Vertical Coordinate

Initialization

The default VertCoord instance is created by the init method, which assumes that Decomp has already been initialized.

Decomp::init();
VertCoord::init();

The default instance can be retrieved by:

auto *DefVertCoord = VertCoord::getDefault();

Additional instances can be created by calling the create method.

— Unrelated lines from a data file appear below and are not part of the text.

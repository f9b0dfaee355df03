//! Administrator Storage
//! Mission: Securely store league administrator accounts with SQLite

use crate::auth::models::{User, UserRole};
use anyhow::{Context, Result};
use bcrypt::{hash, verify, DEFAULT_COST};
use chrono::Utc;
use rusqlite::{params, Connection};
use tracing::{info, warn};
use uuid::Uuid;

/// Administrator storage with SQLite backend
pub struct UserStore {
    db_path: String,
}

impl UserStore {
    pub fn new(db_path: &str) -> Result<Self> {
        let store = Self {
            db_path: db_path.to_string(),
        };
        store.init_db()?;
        Ok(store)
    }

    fn init_db(&self) -> Result<()> {
        let conn = Connection::open(&self.db_path)?;

        conn.execute(
            "CREATE TABLE IF NOT EXISTS users (
                id TEXT PRIMARY KEY,
                username TEXT UNIQUE NOT NULL,
                password_hash TEXT NOT NULL,
                role TEXT NOT NULL,
                created_at TEXT NOT NULL
            )",
            [],
        )?;

        self.create_default_super_admin(&conn)?;

        Ok(())
    }

    /// Create default super-admin for initial setup
    fn create_default_super_admin(&self, conn: &Connection) -> Result<()> {
        let count: i64 = conn
            .query_row(
                "SELECT COUNT(*) FROM users WHERE role = 'super_admin'",
                [],
                |row| row.get(0),
            )
            .context("Failed to check for super-admin users")?;

        if count == 0 {
            let password_hash =
                hash("admin123", DEFAULT_COST).context("Failed to hash password")?;

            let admin = User {
                id: Uuid::new_v4(),
                username: "admin".to_string(),
                password_hash,
                role: UserRole::SuperAdmin,
                created_at: Utc::now().to_rfc3339(),
            };

            conn.execute(
                "INSERT INTO users (id, username, password_hash, role, created_at)
                 VALUES (?1, ?2, ?3, ?4, ?5)",
                params![
                    admin.id.to_string(),
                    admin.username,
                    admin.password_hash,
                    admin.role.as_str(),
                    admin.created_at,
                ],
            )
            .context("Failed to insert super-admin user")?;

            info!("🔐 Default super-admin created (username: admin, password: admin123)");
            warn!("⚠️  CHANGE DEFAULT PASSWORD IN PRODUCTION!");
        }

        Ok(())
    }

    pub fn get_user_by_username(&self, username: &str) -> Result<Option<User>> {
        let conn = Connection::open(&self.db_path)?;

        let mut stmt = conn.prepare(
            "SELECT id, username, password_hash, role, created_at
             FROM users WHERE username = ?1",
        )?;

        let user_result = stmt.query_row(params![username], |row| {
            let role_str: String = row.get(3)?;
            Ok(User {
                id: Uuid::parse_str(&row.get::<_, String>(0)?).unwrap(),
                username: row.get(1)?,
                password_hash: row.get(2)?,
                role: UserRole::from_str(&role_str).unwrap_or(UserRole::Admin),
                created_at: row.get(4)?,
            })
        });

        match user_result {
            Ok(user) => Ok(Some(user)),
            Err(rusqlite::Error::QueryReturnedNoRows) => Ok(None),
            Err(e) => Err(e.into()),
        }
    }

    /// Verify username and password
    pub fn verify_password(&self, username: &str, password: &str) -> Result<bool> {
        match self.get_user_by_username(username)? {
            Some(user) => {
                let valid =
                    verify(password, &user.password_hash).context("Failed to verify password")?;
                Ok(valid)
            }
            None => Ok(false),
        }
    }

    /// Create a new administrator
    pub fn create_user(&self, username: &str, password: &str, role: UserRole) -> Result<User> {
        let password_hash = hash(password, DEFAULT_COST).context("Failed to hash password")?;

        let user = User {
            id: Uuid::new_v4(),
            username: username.to_string(),
            password_hash,
            role,
            created_at: Utc::now().to_rfc3339(),
        };

        let conn = Connection::open(&self.db_path)?;
        conn.execute(
            "INSERT INTO users (id, username, password_hash, role, created_at)
             VALUES (?1, ?2, ?3, ?4, ?5)",
            params![
                user.id.to_string(),
                user.username,
                user.password_hash,
                user.role.as_str(),
                user.created_at,
            ],
        )
        .context("Failed to insert user")?;

        info!("✅ Created admin: {} ({})", user.username, user.role.as_str());

        Ok(user)
    }
}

VertCoord *VertCoord::create(const std::string &Name,  ///< [in] Name for vertical coordinate
                             const Decomp *MeshDecomp, ///< [in] Decomp for mesh
                             Config *Options)          ///< [in] Confiuration options

This calls the constructor and places the instance in a map that can be used to retrieve the instance by name:

auto *DefVertCoord = VertCoord::get('Name');

The constructor stores some information from Decomp, allocates the primary member variables that are computed by methods of the VertCoord class during a model timestep. Host mirror copies are also created, with variables appended with H. It also reads in some additional mesh information and computes the information describing the min/max location of the active vertical layers. Finally, it registers variables with IOStreams so they can be requested as output.

Variables

A list of member variables along with their types and dimension sizes is below:

Variable Name

Type

Dimensions

PressureInterface

Real

NCellsSize, NVertLevelsP1

PressureMid

Real

NCellsSize, NVertLevels

ZInterface

Real

NCellsSize, NVertLevelsP1

ZMid

Real

NCellsSize, NVertLevels

GeopotentialMid

Real

NCellsSize, NVertLevels

LayerThicknessPStar

Real

NCellsSize, NVertLevels

MinLevelCell

Integer

NCellsSize

MaxLevelCell

Integer

NCellsSize

MinLevelEdgeTop

Integer

NEdgesSize

MaxLevelEdgeTop

Integer

NEdgesSize

MinLevelEdgeBot

Integer

NEdgesSize

MaxLevelEdgeBot

Integer

NEdgesSize

MinLevelVertexTop

Integer

NVerticesSize

MaxLevelVertexTop

Integer

NVerticesSize

MinLevelVertexBot

Integer

NVerticesSize

MaxLevelVertexBot

Integer

NVerticesSize

VertCoordMovementWeights

Real

NCellsSize, NVertLevels

RefLayerThickness

Real

NCellsSize, NVertLevels

BottomDepth

Real

NCellsSize

Removal

VertCoord instances can be removed by name:

VertCoord.erase("Name");

or all instances can be destroyed by calling:

VertCoord.clear();

Use of hierarchical parallelism

The methods computePressure and computeZHeight are similar in that they use hierarchical parallelism to split the work for horizontal cells over teams of threads, with a parallel_for. This is done with a TeamPolicy:

const auto Policy = TeamPolicy(NCellsAll, OMEGA_TEAMSIZE, 1);

The parallel_for is then called with this policy:

Kokkos::parallel_for("loopName", Policy, KOKKOS_LAMBDA(const TeamMember &Member) {
       const I4 ICell = Member.league_rank();
     ...
}

The cumulative sum in the vertical is computed among threads (in parallel) within in the parallel_for using a parallel_scan. The parallel_scan is called inside the parallel_for:

Range = KMax - KMin + 1;
Kokkos::parallel_scan(
    TeamThreadRange(Member, Range),
    [&](int K, Real &Accum, bool IsFinal) {
    ...
}

where KMax and KMin are the maximum and minimum active vertical layer indices. In computeTargetThickness an outer loop divides the horizontal cells over teams of threads as above, however, there is a nested parallel_reduce that computes the column sum of the reference layer thicknesses times the vertical coordinate movement weights among threads in a team:

Real SumWh 0= 0;
Kokkos::parallel_reduce(
    Kokkos::TeamThreadRange(Member, KMin, KMax + 1),
    [=](const int K, Real &LocalWh) {
       LocalWh += VertCoordMovementWeights(ICell, K) *
                  RefLayerThickness(ICell, K);
    },
    SumWh);

also, the vertical computation of the target thicknesses are computed in a nested parallel_for:

Kokkos::parallel_for(
    Kokkos::TeamThreadRange(Member, NChunks), [&](const int KChunk) {
   ...
}

This parallel_for iterates over vertical chunks to facilitate vectorization on CPUs within in inner for loop over the vector length. The vector length on GPUs is set to 1 to maximize parallelism. The computeGeopotential method uses hierarchical parallelism in a very similar way to computeTargetThickness, except that it doesn’t require a column sum. It has an outer parallel_for that splits horizontal cells into teams and an inner parallel_for that does vertical computations in chunks.